= Task objective =
Return exactly the listing's lines, from its first line to the line holding "from the model.", ends included.

= Provided records =
//! The admin view's pagination and search state machine.
//!
//! [`AdminView`] owns only transient state: the `loading`/`no_more` flags,
//! the active phone filter and the ticket of the page request in flight.
//! The users and roles it renders are snapshots received from the model.
//! All outbound work goes through a [`UserGateway`], so the state machine
//! can be driven without a backend.
use crate::model::ModelEvent;
use crate::search::PhoneFilter;
use crate::service::{RoleRecord, UserRecord};

/// Footer text while more pages may exist.
pub const FOOTER_MORE: &str = "加载更多...";
/// Footer text once the backend reported an empty page.
pub const FOOTER_EXHAUSTED: &str = "没有更多数据了";

/// Outbound operations the view issues. Implementations run them
/// asynchronously and report page completions back through [`AdminView::settle`].
pub trait UserGateway {
    fn get_roles(&self);
    fn get_next_page(&self, ticket: Ticket, filter: Option<PhoneFilter>);
    fn clear(&self);
    fn add_role(&self, user_id: &str, role_id: &str);
    fn remove_role(&self, user_id: &str, role_id: &str);
}

/// Identifies one page request; completions with any other ticket are stale.
#[derive(Copy, Clone, Debug, PartialEq, Eq, PartialOrd, Ord, Hash)]
pub struct Ticket(pub u64);

/// Boundary of the scrollable table that the cursor ran into.
#[derive(Copy, Clone, Debug, PartialEq, Eq)]
pub enum Edge {
    Top,
    Bottom,
}

#[derive(Copy, Clone, Debug, PartialEq, Eq)]
pub enum Phase {
    Idle,
    Loading,
    Exhausted,
}

/// Result of a page request as reported by the gateway.
#[derive(Clone, Debug, PartialEq, Eq)]
pub enum PageOutcome {
    /// The page held this many users.
    Loaded(usize),
    Empty,
    Failed(String),
}

#[derive(Clone, Debug, Default, PartialEq, Eq)]
pub struct ViewState {
    pub loading: bool,
    pub no_more: bool,
    pub filter: Option<PhoneFilter>,
}

#[derive(Debug, Default)]
pub struct AdminView {
    state: ViewState,
    pending: Option<Ticket>,
    next_ticket: u64,
    users: Vec<UserRecord>,
    roles: Vec<RoleRecord>,
}

impl AdminView {
    pub fn new() -> Self {
        Self::default()
    }

    pub fn state(&self) -> &ViewState {
        &self.state
    }

    pub fn users(&self) -> &[UserRecord] {
        &self.users
    }

    pub fn roles(&self) -> &[RoleRecord] {
        &self.roles
    }

    pub fn phase(&self) -> Phase {
        if self.state.loading {
            Phase::Loading
        } else if self.state.no_more {
            Phase::Exhausted
        } else {
            Phase::Idle
        }
    }

    pub fn footer_text(&self) -> &'static str {
        if self.state.no_more {
            FOOTER_EXHAUSTED
        } else {
            FOOTER_MORE
        }
    }

    /// Request the role catalog. Not gated on `loading`.
    pub fn mount(&mut self, gateway: &impl UserGateway) {
        gateway.get_roles();
    }

    /// React to an edge signal; returns whether a page was requested.
    pub fn load_more(&mut self, edge: Edge, gateway: &impl UserGateway) -> bool {
        if edge != Edge::Bottom || self.state.loading || self.state.no_more {
            return false;
        }
        let ticket = self.begin_loading();
        gateway.get_next_page(ticket, self.state.filter.clone());
        true
    }

    /// Submit a phone search; returns whether it was issued.
    ///
    /// Empty input drops the filter. The model's list is cleared before the
    /// first page for the new filter is requested.
    pub fn search(&mut self, input: &str, gateway: &impl UserGateway) -> bool {
        if self.state.loading {
            tracing::debug!("search ignored while a page is loading");
            return false;
        }
        let ticket = self.begin_loading();
        gateway.clear();
        self.state.filter = PhoneFilter::from_input(input);
        let phone = self.state.filter.as_ref().map(|f| f.phone.as_str());
        tracing::info!(phone, "search");
        gateway.get_next_page(ticket, self.state.filter.clone());
        true
    }

    /// Checking a toggle grants the role, unchecking revokes it.
    pub fn toggle_role(
        &self,
        user_id: &str,
        role_id: &str,
        checked: bool,
        gateway: &impl UserGateway,
    ) {
        if checked {
            gateway.add_role(user_id, role_id);
        } else {
            gateway.remove_role(user_id, role_id);
        }
    }

    /// Apply a page completion. Returns `false` for a stale ticket.
    pub fn settle(&mut self, ticket: Ticket, outcome: &PageOutcome) -> bool {
        if self.pending != Some(ticket) {
            tracing::warn!(?ticket, pending = ?self.pending, "dropping stale page completion");
            return false;
        }
        self.pending = None;
        self.state.loading = false;
        match outcome {
            PageOutcome::Loaded(_) => self.state.no_more = false,
            PageOutcome::Empty => self.state.no_more = true,
            PageOutcome::Failed(msg) => tracing::error!(%msg, "page fetch failed"),
        }
        true
    }

    /// Take in a change published by the model.
    pub fn observe(&mut self, event: ModelEvent) {
        match event {
            ModelEvent::ListChanged(users) => self.users = users,
            ModelEvent::RolesChanged(roles) => self.roles = roles,
        }
    }

    fn begin_loading(&mut self) -> Ticket {
        self.next_ticket += 1;
        let ticket = Ticket(self.next_ticket);
        self.pending = Some(ticket);
        self.state.loading = true;
        self.state.no_more = false;
        ticket
    }
}

#[cfg(test)]
mod tests {
    use super::*;
    use std::cell::RefCell;

    #[derive(Debug, Clone, PartialEq, Eq)]
    enum Call {
        Roles,
        Page(Ticket, Option<String>),
        Clear,
        Add(String, String),
        Remove(String, String),
    }

    #[derive(Default)]
    struct Recorder(RefCell<Vec<Call>>);

    impl Recorder {
        fn calls(&self) -> Vec<Call> {
            self.0.borrow().clone()
        }

        fn push(&self, call: Call) {
            self.0.borrow_mut().push(call);
        }
    }

    impl UserGateway for Recorder {
        fn get_roles(&self) {
            self.push(Call::Roles);
        }
        fn get_next_page(&self, ticket: Ticket, filter: Option<PhoneFilter>) {
            self.push(Call::Page(ticket, filter.map(|f| f.phone)));
        }
        fn clear(&self) {
            self.push(Call::Clear);
        }
        fn add_role(&self, user_id: &str, role_id: &str) {
            self.push(Call::Add(user_id.into(), role_id.into()));
        }
        fn remove_role(&self, user_id: &str, role_id: &str) {
            self.push(Call::Remove(user_id.into(), role_id.into()));
        }
    }

    #[test]
    fn mount_requests_roles_without_loading() {
        let gw = Recorder::default();
        let mut view = AdminView::new();
        view.mount(&gw);
        assert_eq!(gw.calls(), vec![Call::Roles]);
        assert!(!view.state().loading);
    }

    #[test]
    fn top_edge_is_ignored() {
        let gw = Recorder::default();
        let mut view = AdminView::new();
        assert!(!view.load_more(Edge::Top, &gw));
        assert!(gw.calls().is_empty());
        assert_eq!(view.state(), &ViewState::default());
    }

    #[test]
    fn bottom_edge_while_loading_is_ignored() {
        let gw = Recorder::default();
        let mut view = AdminView::new();
        assert!(view.load_more(Edge::Bottom, &gw));
        assert!(!view.load_more(Edge::Bottom, &gw));
        assert_eq!(gw.calls().len(), 1);
        assert_eq!(view.phase(), Phase::Loading);
    }

    #[test]
    fn empty_page_exhausts_until_next_search() {
        let gw = Recorder::default();
        let mut view = AdminView::new();
        view.load_more(Edge::Bottom, &gw);
        assert!(view.settle(Ticket(1), &PageOutcome::Empty));
        assert_eq!(view.phase(), Phase::Exhausted);
        assert_eq!(view.footer_text(), FOOTER_EXHAUSTED);
        assert!(!view.load_more(Edge::Bottom, &gw));

        assert!(view.search("", &gw));
        assert!(!view.state().no_more);
        assert_eq!(view.phase(), Phase::Loading);
    }

    #[test]
    fn search_clears_then_fetches_with_filter() {
        let gw = Recorder::default();
        let mut view = AdminView::new();
        assert!(view.search("13800000000", &gw));
        assert_eq!(
            gw.calls(),
            vec![Call::Clear, Call::Page(Ticket(1), Some("13800000000".into()))]
        );
        assert_eq!(view.state().filter, PhoneFilter::from_input("13800000000"));
        view.settle(Ticket(1), &PageOutcome::Loaded(1));
        assert_eq!(view.phase(), Phase::Idle);
    }

    #[test]
    fn blank_search_drops_filter() {
        let gw = Recorder::default();
        let mut view = AdminView::new();
        view.search("13800000000", &gw);
        view.settle(Ticket(1), &PageOutcome::Loaded(1));
        view.search("", &gw);
        assert_eq!(view.state().filter, None);
        assert_eq!(gw.calls().last(), Some(&Call::Page(Ticket(2), None)));
    }

    #[test]
    fn whitespace_search_is_sent_as_typed() {
        let gw = Recorder::default();
        let mut view = AdminView::new();
        view.search("   ", &gw);
        let filter = Some(PhoneFilter {
            phone: "   ".to_string(),
        });
        assert_eq!(view.state().filter, filter);
        assert_eq!(
            gw.calls().last(),
            Some(&Call::Page(Ticket(1), Some("   ".to_string())))
        );
    }

    #[test]
    fn later_pages_keep_filter() {
        let gw = Recorder::default();
        let mut view = AdminView::new();
        view.search("138", &gw);
        view.settle(Ticket(1), &PageOutcome::Loaded(20));
        view.load_more(Edge::Bottom, &gw);
        assert_eq!(
            gw.calls().last(),
            Some(&Call::Page(Ticket(2), Some("138".into())))
        );
    }

    #[test]
    fn search_while_loading_is_ignored() {
        let gw = Recorder::default();
        let mut view = AdminView::new();
        view.load_more(Edge::Bottom, &gw);
        assert!(!view.search("138", &gw));
        assert_eq!(gw.calls().len(), 1);
        assert_eq!(view.state().filter, None);
    }

    #[test]
    fn stale_ticket_is_dropped() {
        let gw = Recorder::default();
        let mut view = AdminView::new();
        view.load_more(Edge::Bottom, &gw);
        assert!(!view.settle(Ticket(7), &PageOutcome::Empty));
        assert!(view.state().loading);
        assert!(view.settle(Ticket(1), &PageOutcome::Loaded(3)));
        assert!(!view.settle(Ticket(1), &PageOutcome::Empty));
        assert!(!view.state().no_more);
    }

    #[test]
    fn failed_page_releases_loading_and_keeps_exhaustion_flag() {
        let gw = Recorder::default();
        let mut view = AdminView::new();
        view.load_more(Edge::Bottom, &gw);
        view.settle(Ticket(1), &PageOutcome::Failed("timeout".into()));
        assert_eq!(view.phase(), Phase::Idle);
        assert!(view.load_more(Edge::Bottom, &gw));
    }

    #[test]
    fn toggle_maps_checked_state_to_call() {
        let gw = Recorder::default();
        let view = AdminView::new();
        view.toggle_role("u1", "r1", true, &gw);
        view.toggle_role("u1", "r1", false, &gw);
        assert_eq!(
            gw.calls(),
            vec![
                Call::Add("u1".into(), "r1".into()),
                Call::Remove("u1".into(), "r1".into())
            ]
        );
        assert_eq!(view.state(), &ViewState::default());
    }

    #[test]
    fn observe_replaces_snapshots() {
        let mut view = AdminView::new();
        view.observe(ModelEvent::RolesChanged(vec![RoleRecord {
            id: "r1".into(),
            name: "Admin".into(),
        }]));
        assert_eq!(view.roles().len(), 1);
        view.observe(ModelEvent::ListChanged(Vec::new()));
        assert!(view.users().is_empty());
    }
}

= Solution to the problem =
//! The admin view's pagination and search state machine.
//!
//! [`AdminView`] owns only transient state: the `loading`/`no_more` flags,
//! the active phone filter and the ticket of the page request in flight.
//! The users and roles it renders are snapshots received from the model.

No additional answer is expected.